Pick out and copy every line below that has the word "Duration".

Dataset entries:
= = = = =

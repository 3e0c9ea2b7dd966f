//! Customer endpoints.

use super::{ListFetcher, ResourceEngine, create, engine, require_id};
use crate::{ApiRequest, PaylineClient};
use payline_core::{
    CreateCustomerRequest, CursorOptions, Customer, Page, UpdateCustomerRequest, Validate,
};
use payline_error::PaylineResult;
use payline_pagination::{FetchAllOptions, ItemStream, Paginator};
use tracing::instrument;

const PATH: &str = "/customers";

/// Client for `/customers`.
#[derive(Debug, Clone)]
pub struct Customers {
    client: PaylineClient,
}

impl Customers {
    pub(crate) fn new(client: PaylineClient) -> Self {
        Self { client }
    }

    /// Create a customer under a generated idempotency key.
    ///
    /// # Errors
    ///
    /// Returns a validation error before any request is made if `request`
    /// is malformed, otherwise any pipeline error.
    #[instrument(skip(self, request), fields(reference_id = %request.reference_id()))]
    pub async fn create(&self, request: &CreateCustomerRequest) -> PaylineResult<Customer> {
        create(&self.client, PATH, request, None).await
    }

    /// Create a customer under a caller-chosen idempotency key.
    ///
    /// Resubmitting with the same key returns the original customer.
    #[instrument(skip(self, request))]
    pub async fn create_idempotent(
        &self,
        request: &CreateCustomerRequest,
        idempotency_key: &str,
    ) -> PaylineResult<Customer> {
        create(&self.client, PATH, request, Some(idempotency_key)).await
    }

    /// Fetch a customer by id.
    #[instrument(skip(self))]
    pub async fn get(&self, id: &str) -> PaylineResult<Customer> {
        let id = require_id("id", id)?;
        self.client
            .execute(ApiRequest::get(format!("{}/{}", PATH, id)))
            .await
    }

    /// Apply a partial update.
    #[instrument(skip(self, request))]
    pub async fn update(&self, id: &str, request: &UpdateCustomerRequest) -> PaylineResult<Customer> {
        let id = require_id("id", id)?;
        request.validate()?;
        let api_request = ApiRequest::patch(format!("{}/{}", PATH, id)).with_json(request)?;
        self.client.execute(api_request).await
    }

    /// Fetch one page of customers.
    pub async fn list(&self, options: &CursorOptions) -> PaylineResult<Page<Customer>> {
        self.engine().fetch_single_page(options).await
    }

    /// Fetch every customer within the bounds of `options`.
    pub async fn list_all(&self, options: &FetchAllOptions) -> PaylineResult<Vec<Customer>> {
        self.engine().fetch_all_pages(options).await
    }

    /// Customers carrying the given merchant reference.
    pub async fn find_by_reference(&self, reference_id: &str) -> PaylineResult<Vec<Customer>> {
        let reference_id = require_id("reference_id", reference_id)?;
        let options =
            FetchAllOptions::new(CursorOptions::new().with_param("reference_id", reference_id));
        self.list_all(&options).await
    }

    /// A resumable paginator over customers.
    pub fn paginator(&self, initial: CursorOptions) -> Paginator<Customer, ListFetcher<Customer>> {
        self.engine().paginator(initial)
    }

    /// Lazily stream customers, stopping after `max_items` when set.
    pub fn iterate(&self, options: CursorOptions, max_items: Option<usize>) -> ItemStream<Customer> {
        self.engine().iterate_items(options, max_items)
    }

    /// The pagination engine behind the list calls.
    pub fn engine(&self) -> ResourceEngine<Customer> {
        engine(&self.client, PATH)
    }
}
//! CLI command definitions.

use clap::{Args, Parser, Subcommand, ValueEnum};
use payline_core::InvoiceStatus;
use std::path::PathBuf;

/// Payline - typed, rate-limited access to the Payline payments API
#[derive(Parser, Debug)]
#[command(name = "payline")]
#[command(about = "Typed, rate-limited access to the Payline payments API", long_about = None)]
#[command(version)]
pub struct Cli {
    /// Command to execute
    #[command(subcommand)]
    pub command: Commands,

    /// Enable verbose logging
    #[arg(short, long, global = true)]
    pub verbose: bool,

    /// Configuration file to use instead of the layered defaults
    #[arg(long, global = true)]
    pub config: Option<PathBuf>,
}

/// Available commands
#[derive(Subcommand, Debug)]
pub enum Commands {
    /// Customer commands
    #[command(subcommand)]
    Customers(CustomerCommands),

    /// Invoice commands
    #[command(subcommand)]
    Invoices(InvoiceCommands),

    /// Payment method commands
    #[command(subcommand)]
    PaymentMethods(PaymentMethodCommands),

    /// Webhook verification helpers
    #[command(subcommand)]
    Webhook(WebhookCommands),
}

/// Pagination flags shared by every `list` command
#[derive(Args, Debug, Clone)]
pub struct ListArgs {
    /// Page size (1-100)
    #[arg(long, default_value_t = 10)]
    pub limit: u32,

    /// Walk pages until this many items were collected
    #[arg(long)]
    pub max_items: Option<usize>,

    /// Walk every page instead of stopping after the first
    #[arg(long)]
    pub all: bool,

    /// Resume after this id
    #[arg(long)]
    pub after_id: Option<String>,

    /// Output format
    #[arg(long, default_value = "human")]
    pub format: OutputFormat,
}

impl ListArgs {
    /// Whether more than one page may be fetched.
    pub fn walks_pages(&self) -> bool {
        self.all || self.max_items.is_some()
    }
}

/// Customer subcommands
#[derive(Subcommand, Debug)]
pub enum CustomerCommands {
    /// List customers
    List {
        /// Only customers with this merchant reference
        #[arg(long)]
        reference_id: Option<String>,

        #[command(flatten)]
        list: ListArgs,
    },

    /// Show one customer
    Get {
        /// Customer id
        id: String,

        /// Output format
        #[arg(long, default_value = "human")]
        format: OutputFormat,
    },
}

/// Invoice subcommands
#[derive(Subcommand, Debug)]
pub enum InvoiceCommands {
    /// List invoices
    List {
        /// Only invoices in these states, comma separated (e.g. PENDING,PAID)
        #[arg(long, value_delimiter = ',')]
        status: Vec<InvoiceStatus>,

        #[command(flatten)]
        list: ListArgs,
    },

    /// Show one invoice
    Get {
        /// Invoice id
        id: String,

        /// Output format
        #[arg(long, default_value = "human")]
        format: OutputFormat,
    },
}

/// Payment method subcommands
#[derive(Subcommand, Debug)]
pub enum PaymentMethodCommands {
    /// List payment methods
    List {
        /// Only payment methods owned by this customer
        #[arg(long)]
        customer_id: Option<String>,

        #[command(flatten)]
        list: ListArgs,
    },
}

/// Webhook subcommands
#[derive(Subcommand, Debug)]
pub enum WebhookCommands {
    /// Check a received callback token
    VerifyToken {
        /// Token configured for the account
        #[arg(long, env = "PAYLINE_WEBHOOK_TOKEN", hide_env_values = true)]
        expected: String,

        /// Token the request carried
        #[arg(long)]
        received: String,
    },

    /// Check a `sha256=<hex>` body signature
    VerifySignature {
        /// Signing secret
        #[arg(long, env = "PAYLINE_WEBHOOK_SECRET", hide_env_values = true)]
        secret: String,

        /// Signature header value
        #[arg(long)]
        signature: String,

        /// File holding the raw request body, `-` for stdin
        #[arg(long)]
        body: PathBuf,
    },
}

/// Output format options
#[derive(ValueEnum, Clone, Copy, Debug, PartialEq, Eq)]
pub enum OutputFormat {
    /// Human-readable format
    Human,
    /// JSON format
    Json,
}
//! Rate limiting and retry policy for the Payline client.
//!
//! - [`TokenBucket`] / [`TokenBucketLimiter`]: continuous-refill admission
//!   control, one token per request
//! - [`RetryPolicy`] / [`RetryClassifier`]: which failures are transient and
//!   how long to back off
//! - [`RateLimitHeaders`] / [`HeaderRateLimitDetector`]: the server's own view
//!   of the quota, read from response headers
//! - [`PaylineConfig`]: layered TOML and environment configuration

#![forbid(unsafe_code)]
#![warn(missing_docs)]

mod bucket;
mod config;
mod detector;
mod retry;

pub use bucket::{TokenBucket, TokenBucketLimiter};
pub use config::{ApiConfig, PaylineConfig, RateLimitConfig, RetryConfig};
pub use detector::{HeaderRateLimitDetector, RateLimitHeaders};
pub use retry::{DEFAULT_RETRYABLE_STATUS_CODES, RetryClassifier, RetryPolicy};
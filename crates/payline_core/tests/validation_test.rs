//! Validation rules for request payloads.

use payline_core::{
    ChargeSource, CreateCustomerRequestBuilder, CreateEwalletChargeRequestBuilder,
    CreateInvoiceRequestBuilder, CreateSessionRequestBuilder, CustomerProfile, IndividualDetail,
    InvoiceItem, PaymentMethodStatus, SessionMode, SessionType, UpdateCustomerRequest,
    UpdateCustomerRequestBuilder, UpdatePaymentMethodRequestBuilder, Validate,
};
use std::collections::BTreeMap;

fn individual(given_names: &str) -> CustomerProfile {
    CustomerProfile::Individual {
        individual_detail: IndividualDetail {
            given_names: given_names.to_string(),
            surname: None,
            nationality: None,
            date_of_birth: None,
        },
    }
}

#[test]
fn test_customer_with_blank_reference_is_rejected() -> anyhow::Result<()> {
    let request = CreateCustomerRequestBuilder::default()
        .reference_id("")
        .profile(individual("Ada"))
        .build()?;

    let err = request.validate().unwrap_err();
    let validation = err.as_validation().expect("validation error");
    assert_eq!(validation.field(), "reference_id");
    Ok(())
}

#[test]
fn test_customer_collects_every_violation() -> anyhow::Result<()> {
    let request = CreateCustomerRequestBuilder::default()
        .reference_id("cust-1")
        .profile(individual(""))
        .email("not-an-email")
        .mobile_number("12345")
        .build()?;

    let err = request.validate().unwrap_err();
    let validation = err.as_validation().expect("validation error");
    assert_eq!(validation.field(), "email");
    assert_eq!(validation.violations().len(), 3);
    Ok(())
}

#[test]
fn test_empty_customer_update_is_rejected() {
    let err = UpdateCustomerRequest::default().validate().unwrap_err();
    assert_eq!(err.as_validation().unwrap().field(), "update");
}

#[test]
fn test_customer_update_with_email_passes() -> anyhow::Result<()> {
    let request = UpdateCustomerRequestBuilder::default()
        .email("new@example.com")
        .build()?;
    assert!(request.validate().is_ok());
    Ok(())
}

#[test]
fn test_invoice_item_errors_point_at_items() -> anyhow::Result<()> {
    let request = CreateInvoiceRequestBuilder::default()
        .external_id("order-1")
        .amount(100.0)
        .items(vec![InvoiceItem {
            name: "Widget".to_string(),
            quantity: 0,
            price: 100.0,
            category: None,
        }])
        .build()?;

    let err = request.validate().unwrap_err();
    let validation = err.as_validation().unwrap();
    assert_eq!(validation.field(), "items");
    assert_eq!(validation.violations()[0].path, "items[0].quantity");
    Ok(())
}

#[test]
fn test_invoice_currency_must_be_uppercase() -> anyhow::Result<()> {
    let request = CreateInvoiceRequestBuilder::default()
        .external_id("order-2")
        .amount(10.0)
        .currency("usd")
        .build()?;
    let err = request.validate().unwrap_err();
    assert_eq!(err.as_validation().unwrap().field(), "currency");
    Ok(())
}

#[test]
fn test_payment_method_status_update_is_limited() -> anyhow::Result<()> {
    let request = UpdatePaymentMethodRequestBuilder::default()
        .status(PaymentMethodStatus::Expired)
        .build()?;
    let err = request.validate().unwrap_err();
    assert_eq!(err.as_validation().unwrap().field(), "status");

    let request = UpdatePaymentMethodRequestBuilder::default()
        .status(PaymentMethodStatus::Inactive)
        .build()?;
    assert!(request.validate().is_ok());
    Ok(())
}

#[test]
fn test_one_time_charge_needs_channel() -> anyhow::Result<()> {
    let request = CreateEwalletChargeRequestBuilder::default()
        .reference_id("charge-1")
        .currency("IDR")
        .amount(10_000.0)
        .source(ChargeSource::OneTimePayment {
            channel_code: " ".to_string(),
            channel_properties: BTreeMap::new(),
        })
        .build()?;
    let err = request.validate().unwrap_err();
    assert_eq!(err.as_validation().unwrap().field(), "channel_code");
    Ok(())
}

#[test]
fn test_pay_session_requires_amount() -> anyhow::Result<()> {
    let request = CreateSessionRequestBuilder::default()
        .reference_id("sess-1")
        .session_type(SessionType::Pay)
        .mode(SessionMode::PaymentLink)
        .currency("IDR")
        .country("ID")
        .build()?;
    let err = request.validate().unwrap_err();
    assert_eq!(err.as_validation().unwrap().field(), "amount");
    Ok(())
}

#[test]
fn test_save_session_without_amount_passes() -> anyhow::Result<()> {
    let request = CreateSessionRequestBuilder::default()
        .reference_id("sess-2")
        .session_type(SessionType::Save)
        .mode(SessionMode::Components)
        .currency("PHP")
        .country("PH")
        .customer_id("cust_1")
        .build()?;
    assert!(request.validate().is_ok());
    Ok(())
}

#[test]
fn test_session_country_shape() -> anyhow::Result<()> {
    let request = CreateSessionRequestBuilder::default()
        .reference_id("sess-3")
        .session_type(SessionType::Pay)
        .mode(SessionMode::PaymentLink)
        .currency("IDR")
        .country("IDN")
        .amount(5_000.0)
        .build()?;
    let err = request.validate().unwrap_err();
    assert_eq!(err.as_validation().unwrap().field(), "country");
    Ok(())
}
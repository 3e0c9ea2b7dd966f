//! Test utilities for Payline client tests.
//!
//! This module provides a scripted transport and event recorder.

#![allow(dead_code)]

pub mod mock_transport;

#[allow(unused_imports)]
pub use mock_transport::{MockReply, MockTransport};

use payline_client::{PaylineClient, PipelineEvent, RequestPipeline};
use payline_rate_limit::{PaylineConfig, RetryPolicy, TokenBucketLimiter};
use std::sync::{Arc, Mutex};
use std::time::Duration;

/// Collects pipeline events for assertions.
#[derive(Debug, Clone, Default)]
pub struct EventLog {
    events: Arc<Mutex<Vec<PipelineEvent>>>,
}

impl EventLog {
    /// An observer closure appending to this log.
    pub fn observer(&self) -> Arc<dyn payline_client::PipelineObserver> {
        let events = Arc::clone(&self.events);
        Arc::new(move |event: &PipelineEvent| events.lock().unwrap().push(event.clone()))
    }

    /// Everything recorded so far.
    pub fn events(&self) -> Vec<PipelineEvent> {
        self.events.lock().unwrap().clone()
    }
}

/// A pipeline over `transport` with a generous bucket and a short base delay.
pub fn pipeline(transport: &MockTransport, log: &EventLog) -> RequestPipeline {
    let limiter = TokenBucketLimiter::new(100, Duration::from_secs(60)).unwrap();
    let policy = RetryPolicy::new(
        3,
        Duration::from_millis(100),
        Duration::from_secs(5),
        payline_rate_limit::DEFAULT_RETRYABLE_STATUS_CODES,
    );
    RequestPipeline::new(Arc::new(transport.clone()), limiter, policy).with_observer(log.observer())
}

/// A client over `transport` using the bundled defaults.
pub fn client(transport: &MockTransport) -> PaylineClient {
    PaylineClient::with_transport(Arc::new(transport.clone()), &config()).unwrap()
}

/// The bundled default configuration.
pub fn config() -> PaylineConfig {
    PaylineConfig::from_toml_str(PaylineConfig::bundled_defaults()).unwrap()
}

= = = = =

EXERCISE RESPONSE:
use std::time::Duration;
    let limiter = TokenBucketLimiter::new(100, Duration::from_secs(60)).unwrap();
        Duration::from_millis(100),
        Duration::from_secs(5),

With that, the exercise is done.